I'm trying to add two additional rows to a data frame, each row sums the matches in the 'Type' column, I want the first column to search for the string 'car' in Type and the second for 'truck'. In excel I'd use a SUMIF function, is it possible to do with pandas and groupby or another method?
import pandas as pd
df = pd.DataFrame({
'Type': ['red car','blue car','yellow car', 'red truck', 'blue truck', 'yellow truck'],
'California':[3,10,9,1,9,4],
'New York':[1,6,1,10,7,10],
'Georgia':[3,3,8,6,9,1]
})
cars = df['Type'].str.contains('car', case=False, na=False).sum() #as far as I've got
CodePudding user response:
Somethin' like that:
# create a group col com 'car' and 'truck' values
df['group'] = df.Type.apply(lambda x: x.split()[1])

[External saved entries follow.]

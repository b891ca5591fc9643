//! Stream receive path: flow lookup, first-packet verification,
//! sequence/loss accounting and one-way delay measurement.

use std::sync::atomic::Ordering;
use std::sync::Arc;

use packet::bbl::{BblHeader, BblType};
use packet::EthernetFrame;
use session::Session;
use stream::{FlowRegistry, Stream};

/// Matches one received test packet against its flow.
///
/// `session` is the session the packet was delivered to (when it
/// arrived on an access interface); it is compared against the
/// identifiers embedded at transmit time to classify mis-delivery.
/// The first packet that matches every expectation marks the stream
/// verified, bumps the verified-flow bookkeeping and, when
/// `stop_verified` is set, stops the stream. Returns the stream when
/// the packet counted; mismatches and unknown flows return `None` and
/// the packet is dropped.
pub fn stream_rx(registry: &FlowRegistry,
                 frame: &EthernetFrame,
                 bbl: &BblHeader,
                 session: Option<&Arc<Session>>,
                 stop_verified: bool)
                 -> Option<Arc<Stream>> {
    if bbl.bbl_type != BblType::UnicastSession {
        return None;
    }
    let stream = registry.get(bbl.flow_id)?;

    let mut rx = stream.rx.lock().unwrap();
    if rx.first_seq != 0 {
        // Flow already verified; only sequence accounting remains.
        if bbl.flow_seq > rx.last_seq + 1 {
            let loss = bbl.flow_seq - (rx.last_seq + 1);
            stream.loss.fetch_add(loss, Ordering::Relaxed);
            trace!("loss flow {} seq {} last {}",
                   bbl.flow_id,
                   bbl.flow_seq,
                   rx.last_seq);
        }
    } else {
        // First packet of the flow: verify expectations.
        rx.priority = frame.tos;
        rx.outer_vlan_pbit = frame.vlan_outer_priority;
        rx.inner_vlan_pbit = frame.vlan_inner_priority;
        rx.mpls1 = frame.mpls.outer().cloned();
        rx.mpls2 = frame.mpls.inner().cloned();
        if let Some(expected) = stream.config.rx_mpls1_label {
            if rx.mpls1.map(|m| m.label) != Some(expected) {
                return None;
            }
            if let Some(expected) = stream.config.rx_mpls2_label {
                if rx.mpls2.map(|m| m.label) != Some(expected) {
                    return None;
                }
            }
        }
        if bbl.sub_type != stream.stream_type || bbl.direction != stream.direction {
            return None;
        }
        if let Some(session) = session {
            if stream.session_traffic {
                if bbl.outer_vlan != session.key.outer_vlan ||
                   bbl.inner_vlan != session.key.inner_vlan ||
                   bbl.session_id != session.session_id {
                    stream.wrong_session.fetch_add(1, Ordering::Relaxed);
                    return None;
                }
            }
        }
        stream.rx_len.store(frame.length, Ordering::Relaxed);
        rx.first_seq = bbl.flow_seq;
        rx.verified = true;
        if stream.session_traffic {
            if let Some(ref session) = stream.session {
                session.flows_verified.fetch_add(1, Ordering::Relaxed);
            }
            let verified = registry.session_flows_verified.fetch_add(1, Ordering::Relaxed) + 1;
            if verified == registry.session_flows.load(Ordering::Relaxed) {
                info!("all session traffic flows verified");
            }
        } else {
            let verified = registry.stream_flows_verified.fetch_add(1, Ordering::Relaxed) + 1;
            if verified == registry.stream_flows.load(Ordering::Relaxed) {
                info!("all stream traffic flows verified");
            }
        }
        if stop_verified {
            stream.stop.store(true, Ordering::Relaxed);
        }
    }

    stream.packets_rx.fetch_add(1, Ordering::Relaxed);
    rx.last_seq = bbl.flow_seq;

    // One-way delay from the embedded transmit timestamp; min is
    // first-sample initialized so zero keeps meaning "no sample".
    let delay = frame.timestamp.saturating_nanos_since(&bbl.timestamp);
    if delay > rx.max_delay_ns {
        rx.max_delay_ns = delay;
    }
    if rx.min_delay_ns == 0 || delay < rx.min_delay_ns {
        rx.min_delay_ns = delay;
    }
    drop(rx);
    Some(stream)
}

#[cfg(test)]
mod tests {
    use super::*;
    use packet::bbl::{BblDirection, BblSubType};
    use packet::{decode_ethernet, EthernetBuilder, Ipv4Builder, UdpBuilder};
    use Payload;
    use packet::bbl::BblPayload;
    use pnet::util::MacAddr;
    use std::net::Ipv4Addr;
    use std::sync::Arc;
    use stream::{Stream, StreamConfig};
    use timer::Timestamp;

    fn registry_with_stream(config: StreamConfig) -> (FlowRegistry, Arc<Stream>) {
        let registry = FlowRegistry::new();
        let flow_id = registry.allocate_flow_id();
        let stream = Arc::new(Stream::new(flow_id,
                                          Arc::new(config),
                                          BblDirection::Up,
                                          None));
        registry.insert(stream.clone()).unwrap();
        (registry, stream)
    }

    fn frame_bytes(header: &BblHeader) -> Vec<u8> {
        let udp = UdpBuilder::new(::BBL_UDP_PORT, ::BBL_UDP_PORT, BblPayload::new(*header, 0));
        let ip = Ipv4Builder::new(Ipv4Addr::new(10, 0, 0, 10), Ipv4Addr::new(10, 0, 0, 1), udp);
        let mut eth = EthernetBuilder::new(MacAddr::new(2, 0, 0, 0, 0, 1),
                                           MacAddr::new(2, 0, 0, 0, 0, 2),
                                           ip);
        let mut buffer = vec![0; eth.len()];
        eth.build(&mut buffer);
        buffer
    }

    fn receive(registry: &FlowRegistry, header: &BblHeader, rx_time: Timestamp) -> bool {
        let bytes = frame_bytes(header);
        let mut frame = decode_ethernet(&bytes).unwrap();
        frame.timestamp = rx_time;
        let bbl = frame.bbl.unwrap();
        stream_rx(registry, &frame, &bbl, None, false).is_some()
    }

    fn header_for(stream: &Stream, seq: u64) -> BblHeader {
        let mut header = BblHeader::unicast(BblSubType::Ipv4, BblDirection::Up);
        header.flow_id = stream.flow_id;
        header.flow_seq = seq;
        header.timestamp = Timestamp {
            sec: 100,
            nsec: 0,
        };
        header
    }

    #[test]
    fn gap_in_sequence_counts_as_loss() {
        let (registry, stream) = registry_with_stream(StreamConfig::default());
        let rx_time = Timestamp {
            sec: 100,
            nsec: 500,
        };
        assert!(receive(&registry, &header_for(&stream, 1), rx_time));
        assert!(receive(&registry, &header_for(&stream, 2), rx_time));
        // 3..=5 dropped en route.
        assert!(receive(&registry, &header_for(&stream, 6), rx_time));
        assert_eq!(stream.loss.load(::std::sync::atomic::Ordering::Relaxed), 3);
        assert_eq!(stream.packets_rx.load(::std::sync::atomic::Ordering::Relaxed),
                   3);
        let rx = stream.rx.lock().unwrap();
        assert_eq!(rx.first_seq, 1);
        assert_eq!(rx.last_seq, 6);
        // received + loss covers the whole sequence range.
        assert_eq!(3 + 3, rx.last_seq - rx.first_seq + 1);
    }

    #[test]
    fn delay_min_max_from_embedded_timestamp() {
        let (registry, stream) = registry_with_stream(StreamConfig::default());
        assert!(receive(&registry,
                        &header_for(&stream, 1),
                        Timestamp {
                            sec: 100,
                            nsec: 2000,
                        }));
        assert!(receive(&registry,
                        &header_for(&stream, 2),
                        Timestamp {
                            sec: 100,
                            nsec: 700,
                        }));
        let rx = stream.rx.lock().unwrap();
        assert_eq!(rx.min_delay_ns, 700);
        assert_eq!(rx.max_delay_ns, 2000);
    }

    #[test]
    fn wrong_subtype_never_verifies() {
        let (registry, stream) = registry_with_stream(StreamConfig::default());
        let mut header = BblHeader::unicast(BblSubType::Ipv6, BblDirection::Up);
        header.flow_id = stream.flow_id;
        header.flow_seq = 1;
        assert!(!receive(&registry,
                         &header,
                         Timestamp {
                             sec: 100,
                             nsec: 0,
                         }));
        assert_eq!(stream.packets_rx.load(::std::sync::atomic::Ordering::Relaxed),
                   0);
        assert_eq!(stream.rx.lock().unwrap().first_seq, 0);
    }

    #[test]
    fn mpls_expectation_gates_verification() {
        let config = StreamConfig {
            rx_mpls1_label: Some(100),
            ..StreamConfig::default()
        };
        let (registry, stream) = registry_with_stream(config);
        // No label on the received frame: not verified, no counting.
        assert!(!receive(&registry,
                         &header_for(&stream, 1),
                         Timestamp {
                             sec: 100,
                             nsec: 0,
                         }));
        assert_eq!(stream.packets_rx.load(::std::sync::atomic::Ordering::Relaxed),
                   0);
        assert_eq!(stream.rx.lock().unwrap().first_seq, 0);
    }

    #[test]
    fn first_matching_packet_verifies_the_flow() {
        let (registry, stream) = registry_with_stream(StreamConfig::default());
        assert!(!stream.rx.lock().unwrap().verified);
        assert!(receive(&registry,
                        &header_for(&stream, 1),
                        Timestamp {
                            sec: 100,
                            nsec: 0,
                        }));
        assert!(stream.rx.lock().unwrap().verified);
        assert_eq!(registry.stream_flows_verified
                       .load(::std::sync::atomic::Ordering::Relaxed),
                   1);
        // Subsequent packets do not count the flow again.
        assert!(receive(&registry,
                        &header_for(&stream, 2),
                        Timestamp {
                            sec: 100,
                            nsec: 0,
                        }));
        assert_eq!(registry.stream_flows_verified
                       .load(::std::sync::atomic::Ordering::Relaxed),
                   1);
        assert!(!stream.stop.load(::std::sync::atomic::Ordering::Relaxed));
    }

    #[test]
    fn stop_verified_stops_the_stream_on_first_packet() {
        let (registry, stream) = registry_with_stream(StreamConfig::default());
        let bytes = frame_bytes(&header_for(&stream, 1));
        let mut frame = decode_ethernet(&bytes).unwrap();
        frame.timestamp = Timestamp {
            sec: 100,
            nsec: 0,
        };
        let bbl = frame.bbl.unwrap();
        assert!(stream_rx(&registry, &frame, &bbl, None, true).is_some());
        assert!(stream.rx.lock().unwrap().verified);
        assert!(stream.stop.load(::std::sync::atomic::Ordering::Relaxed));
    }

    #[test]
    fn unknown_flow_is_dropped() {
        let (registry, stream) = registry_with_stream(StreamConfig::default());
        let mut header = header_for(&stream, 1);
        header.flow_id = 9999;
        assert!(!receive(&registry,
                         &header,
                         Timestamp {
                             sec: 100,
                             nsec: 0,
                         }));
    }
}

# grouping them values in a new df
df_group = df.groupby('group',as_index=False)[['California', 'New York',
'Georgia']].sum().rename(columns={
'group': 'Type'})
# concat both df and df_group
df_result = pd.concat([df, df2]).drop('group', axis=1).set_index('Type')
df_result:
California New York Georgia
Type
red car 3 1 3
blue car 10 6 3
yellow car 9 1 8
red truck 1 10 6
blue truck 9 7 9
yellow truck 4 10 1
car 22 8 14
truck 14 27 16
I hope this snippet help you
CodePudding user response:
Try this:
pd.concat([df,
df.groupby(df['Type'].str.split(' ').str[-1]).sum().reset_index()],
ignore_index=True)
Output:
Type California New York Georgia
0 red car 3 1 3
1 blue car 10 6 3
2 yellow car 9 1 8
3 red truck 1 10 6
4 blue truck 9 7 9
5 yellow truck 4 10 1
6 car 22 8 14
7 truck 14 27 16
Details:
You can use .str
accessor to split
your Type into two parts color and vehicle, then slice that list and get the last value, vehicle, with .str[-1]
. Use this vehicle series to groupby
your dataframe and sum
. Lastly, pd.concat
the results of the groupby sum with your original dataframe.